Biological clock protects heart from radiation damage in mice

The body’s biological clock, which keeps our 24-hour rest and wake cycle intact, may be key to preventing heart cells from damage and heart failure when using radiation to treat breast cancer.

Researchers used echocardiography to compare heart function among mice, both before and six weeks after exposing the heart to radiation. One group of mice had a mutation in the PER1 and PER2 genes, which control the body’s master clock. The second group of mice had altered light-dark cycles to throw off their clocks.

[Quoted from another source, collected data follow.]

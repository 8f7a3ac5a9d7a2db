// SPDX-License-Identifier: Apache-2.0
// Copyright (c) 2025 Polyframe Inc.

//! Numeric kernel for robust predicates
//!
//! Two scalar types back the escalation used by the predicates:
//! [`IntervalFloat`] encloses the exact result of an expression and is cheap,
//! [`ExactFloat`] represents it exactly as a floating-point expansion.

mod exact;
mod interval;

pub use exact::ExactFloat;
pub use interval::IntervalFloat;

use std::ops::{Add, Mul, Neg, Sub};

/// Arithmetic needed to evaluate a predicate expression.
///
/// Predicate expressions are written once, generic over this trait, and
/// evaluated per precision tier.
pub trait PredicateScalar:
    Clone
    + From<f64>
    + Add<Output = Self>
    + Sub<Output = Self>
    + Mul<Output = Self>
    + Neg<Output = Self>
{
}

impl PredicateScalar for f64 {}
impl PredicateScalar for IntervalFloat {}
impl PredicateScalar for ExactFloat {}

/// Products below this magnitude may have lost bits to gradual underflow,
/// so [`two_product`] no longer recovers their rounding error.
pub(crate) const UNDERFLOW_LIMIT: f64 = f64::MIN_POSITIVE / f64::EPSILON * 4.0;

/// Error-free sum: returns `(s, e)` with `s = fl(a + b)` and `a + b = s + e` exactly.
#[inline]
pub(crate) fn two_sum(a: f64, b: f64) -> (f64, f64) {
    let s = a + b;
    let bv = s - a;
    let av = s - bv;
    let br = b - bv;
    let ar = a - av;
    (s, ar + br)
}

/// Error-free product: returns `(p, e)` with `p = fl(a * b)` and `a * b = p + e` exactly.
#[inline]
pub(crate) fn two_product(a: f64, b: f64) -> (f64, f64) {
    let p = a * b;
    (p, a.mul_add(b, -p))
}

/// Binary exponents of the highest and lowest set bits of a finite non-zero
/// double, so that `2^low <= |x| < 2^(high + 1)` and `x` is a multiple of `2^low`.
pub(crate) fn bit_range(x: f64) -> (i32, i32) {
    debug_assert!(x.is_finite() && x != 0.0);
    let bits = x.to_bits();
    let biased = ((bits >> 52) & 0x7ff) as i32;
    let fraction = bits & ((1u64 << 52) - 1);
    let (mantissa, exponent) = if biased == 0 {
        (fraction, -1074)
    } else {
        (fraction | (1u64 << 52), biased - 1075)
    };
    let high = 63 - mantissa.leading_zeros() as i32 + exponent;
    let low = mantissa.trailing_zeros() as i32 + exponent;
    (high, low)
}

/// `x * 2^k`, exact whenever the result is representable.
pub(crate) fn scale_pow2(mut x: f64, mut k: i32) -> f64 {
    // single steps keep the factor itself a normal double
    while k != 0 {
        let step = k.clamp(-1000, 1000);
        x *= f64::from_bits(((1023 + step) as u64) << 52);
        k -= step;
    }
    x
}

/// Smallest double strictly greater than `x`.
pub(crate) fn next_up(x: f64) -> f64 {
    if x.is_nan() || x == f64::INFINITY {
        return x;
    }
    if x == 0.0 {
        return f64::from_bits(1);
    }
    let bits = x.to_bits();
    if x > 0.0 {
        f64::from_bits(bits + 1)
    } else {
        f64::from_bits(bits - 1)
    }
}

/// Largest double strictly less than `x`.
pub(crate) fn next_down(x: f64) -> f64 {
    -next_up(-x)
}

#[cfg(test)]
mod tests {
    use super::*;

    #[test]
    fn test_two_sum_recovers_rounding_error() {
        let (s, e) = two_sum(1.0, 1e-20);
        assert_eq!(s, 1.0);
        assert_eq!(e, 1e-20);
    }

    #[test]
    fn test_two_product_is_exact() {
        let a = 1.0 + f64::EPSILON;
        let (p, e) = two_product(a, a);
        // (1 + eps)^2 = 1 + 2 eps + eps^2, the eps^2 part is lost by rounding
        assert_eq!(p, 1.0 + 2.0 * f64::EPSILON);
        assert_eq!(e, f64::EPSILON * f64::EPSILON);
    }

    #[test]
    fn test_bit_range() {
        assert_eq!(bit_range(1.0), (0, 0));
        assert_eq!(bit_range(-6.0), (2, 1));
        assert_eq!(bit_range(0.75), (-1, -2));
        assert_eq!(bit_range(f64::from_bits(1)), (-1074, -1074));
        assert_eq!(bit_range(f64::MAX), (1023, 971));
    }

    #[test]
    fn test_scale_pow2() {
        assert_eq!(scale_pow2(3.0, 4), 48.0);
        assert_eq!(scale_pow2(48.0, -4), 3.0);
        assert_eq!(scale_pow2(1e-300, 1500), 1e-300 * 2f64.powi(1000) * 2f64.powi(500));
        let tiny = f64::from_bits(3);
        assert_eq!(scale_pow2(scale_pow2(tiny, 1100), -1100), tiny);
    }

    #[test]
    fn test_next_up_down() {
        assert!(next_up(1.0) > 1.0);
        assert!(next_down(1.0) < 1.0);
        assert!(next_up(0.0) > 0.0);
        assert!(next_down(0.0) < 0.0);
        assert_eq!(next_down(next_up(-3.5)), -3.5);
    }
}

The hearts from the clock-disrupted groups had difficulties pumping blood out of the heart and into the circulation due to loss of elasticity in the heart ventricle. These mice also had more heart scar tissue compared to mice with healthy biological clocks.

Researchers also showed that levels of the biological clock protein Bmal1 protein in the course of a day were significantly lower in clock-disrupted mice. Higher levels of Bmal1 protein was associated with lower DNA damage levels, and that it also interacted with BRCA1, BRCA2, and ATM genes, which help fight radiation induced cell death.

The researchers’ next step is to repeat the study in a cancer model to pinpoint the mechanism by which the biological clock protects the heart from radiation damage. The study, published in the FASEB Journal, was partly funded by NHLBI.